Sometimes that’s messy. Sometimes you don’t quite nail the joke or you make a dumb typo or you don’t express your point clearly. That’s fine. You can try again, or you can move on.
For years, people would ask me how they, or their organizations, could be better on Twitter. And I’d always answer the same way: By describing the way a lot of really smart and talented people were bad on Twitter. I’ve seen so many people — professional communicators; *excellent* professional communicators — be bad Twitter by trying to treat it like a short press release. Tweets that read like a 140-character version of a one-minute floor speech by one of those congressmen you always forget is still alive, every syllable carefully chosen to demonstrate solemnity. Just boring, bloodless stuff. That isn’t a great way to communicate in any medium, to be clear, but it’s particularly ill-suited to Twitter. Use your voice, I’d tell people. You’re smart, you’re funny, you’re interesting, you’re a real person who thinks and feels and knows and cares about things. Just be that. Use your voice.
And sometimes our voice contains typos and sometimes we don’t quite nail the punchline. That’s the tradeoff. That’s the risk you take for the upside of something real — and occasionally special.1 And that’s something I think we’ll miss when it’s gone.
This is kind of a throwaway post, mostly a trial run of Substack’s interface. And also a way to get the first post behind me so I don’t overthink what the first post should be. Anyway, if I did things correctly, you did not receive this in your email: I’m serious about not clogging your inbox and don’t plan to push throwaway posts like this out. If this did get delivered to your inbox, that means I screwed something up. Please tell me, and accept my apologies.

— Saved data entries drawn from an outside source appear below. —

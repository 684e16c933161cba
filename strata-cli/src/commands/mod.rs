//! CLI command implementations.
//!
//! This module contains the implementations of all CLI commands:
//! - `merge`: merge a base document with environment overlays
//! - `show`: print one value from the effective configuration
//! - `validate`: validate a configuration document

pub mod merge;
pub mod show;
pub mod validate;

pub use merge::MergeCommand;
pub use show::ShowCommand;
pub use validate::ValidateCommand;
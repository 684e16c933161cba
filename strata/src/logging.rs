//! Logging infrastructure for the strata library.
//!
//! Merge diagnostics go through the `log` facade; this module provides the
//! simple stderr logger the CLI uses for user-facing messages, with a level
//! driven by flags or the `STRATA_LOG_MODE` environment variable.

use std::env;
use std::fmt;

/// Logging level, ordered from least to most verbose.
///
/// # Examples
///
/// ```
/// use strata::LogLevel;
///
/// assert!(LogLevel::Quiet < LogLevel::Normal);
/// assert!(LogLevel::Normal < LogLevel::Verbose);
/// ```
#[derive(Debug, Clone, Copy, PartialEq, Eq, PartialOrd, Ord)]
pub enum LogLevel {
    /// Suppress all non-essential output.
    Quiet,
    /// Errors and warnings.
    Normal,
    /// Errors, warnings, info, and debug messages.
    Verbose,
}

impl fmt::Display for LogLevel {
    fn fmt(&self, f: &mut fmt::Formatter<'_>) -> fmt::Result {
        match self {
            Self::Quiet => write!(f, "quiet"),
            Self::Normal => write!(f, "normal"),
            Self::Verbose => write!(f, "verbose"),
        }
    }
}

impl LogLevel {
    /// Parses a level name (case-insensitive).
    ///
    /// # Errors
    ///
    /// Returns an error if the string is not `quiet`, `normal`, or
    /// `verbose`.
    pub fn parse(s: &str) -> Result<Self, String> {
        match s.to_lowercase().as_str() {
            "quiet" => Ok(Self::Quiet),
            "normal" => Ok(Self::Normal),
            "verbose" => Ok(Self::Verbose),
            _ => Err(format!("invalid log level: {s}")),
        }
    }
}

/// A stderr logger that respects a configured [`LogLevel`].
pub struct Logger {
    level: LogLevel,
}

impl Logger {
    /// Creates a logger with the given level.
    #[must_use]
    pub const fn new(level: LogLevel) -> Self {
        Self { level }
    }

    /// Returns the configured level.
    #[must_use]
    pub const fn level(&self) -> LogLevel {
        self.level
    }

    /// Logs an error message (suppressed only at Quiet).
    pub fn error(&self, message: &str) {
        if self.level >= LogLevel::Normal {
            eprintln!("ERROR: {message}");
        }
    }

    /// Logs a warning message (suppressed only at Quiet).
    pub fn warn(&self, message: &str) {
        if self.level >= LogLevel::Normal {
            eprintln!("WARN: {message}");
        }
    }

    /// Logs an informational message (Verbose only).
    pub fn info(&self, message: &str) {
        if self.level >= LogLevel::Verbose {
            eprintln!("INFO: {message}");
        }
    }
}

impl Default for Logger {
    fn default() -> Self {
        Self::new(LogLevel::Normal)
    }
}

/// Initializes a logger from CLI flags and the environment.
///
/// Priority: `verbose` flag, then `quiet` flag, then `STRATA_LOG_MODE`,
/// then Normal. If both flags are set, `verbose` wins.
#[must_use]
pub fn init_logger(verbose: bool, quiet: bool) -> Logger {
    if verbose {
        return Logger::new(LogLevel::Verbose);
    }
    if quiet {
        return Logger::new(LogLevel::Quiet);
    }

    if let Ok(value) = env::var("STRATA_LOG_MODE") {
        if let Ok(level) = LogLevel::parse(&value) {
            return Logger::new(level);
        }
    }

    Logger::new(LogLevel::Normal)
}
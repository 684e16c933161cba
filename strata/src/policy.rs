//! Merge rules and per-path policy.
//!
//! A [`MergePolicy`] decides how two nodes at the same path combine. Defaults
//! cover the common case (scalars replace, sequences concatenate, mappings
//! deep-merge); per-path rules override the default where a document needs
//! different behavior, such as keyed union for loader-rule lists.

use std::collections::BTreeMap;

use crate::node::NodeKind;
use crate::path::NodePath;

/// How two nodes at the same path combine.
#[derive(Debug, Clone, PartialEq, Eq)]
pub enum MergeRule {
    /// The overlay value replaces the base value wholesale.
    Replace,
    /// Sequences concatenate: base elements first, overlay elements after,
    /// relative order preserved within each source.
    Concatenate,
    /// Mappings merge recursively, key by key.
    DeepMerge,
    /// Sequences of named entries union by an identity field.
    ///
    /// Entries whose identity field matches are deep-merged in place at the
    /// base entry's position; entries without a match are appended, overlay
    /// entries in overlay order. Entries lacking the identity field fall back
    /// to append.
    KeyedUnion {
        /// Name of the identity field (for example `test` or `name`).
        key: String,
    },
}

/// Per-path merge policy with kind-based defaults.
///
/// Paths are dotted keys with sequence indices stripped, so a rule for
/// `module.rules` governs that sequence wherever it appears under the root.
///
/// # Examples
///
/// ```
/// use strata::{MergePolicy, MergeRule};
///
/// let policy = MergePolicy::new()
///     .with_keyed_union("module.rules", "test")
///     .with_rule("entry", MergeRule::Replace);
/// ```
#[derive(Debug, Clone, Default)]
pub struct MergePolicy {
    rules: BTreeMap<String, MergeRule>,
    sequence_default: Option<MergeRule>,
}

impl MergePolicy {
    /// Creates a policy with only the kind-based defaults.
    #[must_use]
    pub fn new() -> Self {
        Self::default()
    }

    /// Installs a rule for a dotted path, replacing any previous rule there.
    #[must_use]
    pub fn with_rule(mut self, path: &str, rule: MergeRule) -> Self {
        self.rules.insert(path.to_string(), rule);
        self
    }

    /// Installs a keyed-union rule for a sequence path.
    ///
    /// Convenience for `with_rule(path, MergeRule::KeyedUnion { .. })`.
    #[must_use]
    pub fn with_keyed_union(self, path: &str, key: &str) -> Self {
        self.with_rule(
            path,
            MergeRule::KeyedUnion {
                key: key.to_string(),
            },
        )
    }

    /// Changes the default rule applied to sequences with no per-path rule.
    ///
    /// The built-in default is [`MergeRule::Concatenate`].
    #[must_use]
    pub fn with_sequence_default(mut self, rule: MergeRule) -> Self {
        self.sequence_default = Some(rule);
        self
    }

    /// Resolves the rule for a node of `kind` at `path`.
    ///
    /// A per-path rule wins; otherwise mappings deep-merge, sequences use the
    /// sequence default, and scalars replace.
    #[must_use]
    pub fn rule_for(&self, path: &NodePath, kind: NodeKind) -> MergeRule {
        if let Some(rule) = self.rules.get(&path.rule_key()) {
            return rule.clone();
        }
        match kind {
            NodeKind::Mapping => MergeRule::DeepMerge,
            NodeKind::Sequence => self
                .sequence_default
                .clone()
                .unwrap_or(MergeRule::Concatenate),
            NodeKind::Scalar => MergeRule::Replace,
        }
    }

    /// Iterates the installed per-path rules.
    pub fn rules(&self) -> impl Iterator<Item = (&str, &MergeRule)> {
        self.rules.iter().map(|(path, rule)| (path.as_str(), rule))
    }
}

The same principle holds for threads. The best threads are spontaneous, improvised. They have an energy, one thought sparking another. I’ve written (too many) threads, both pre-planned and “live,” and the live ones are messier, chaotic, typo-ridden, but also better in nearly every way. They’re also less easily commoditized by those accounts — you know the ones I’m talking about — that spring up out of nowhere and just relentlessly mimic every interesting new tweet form until we all get sick of it.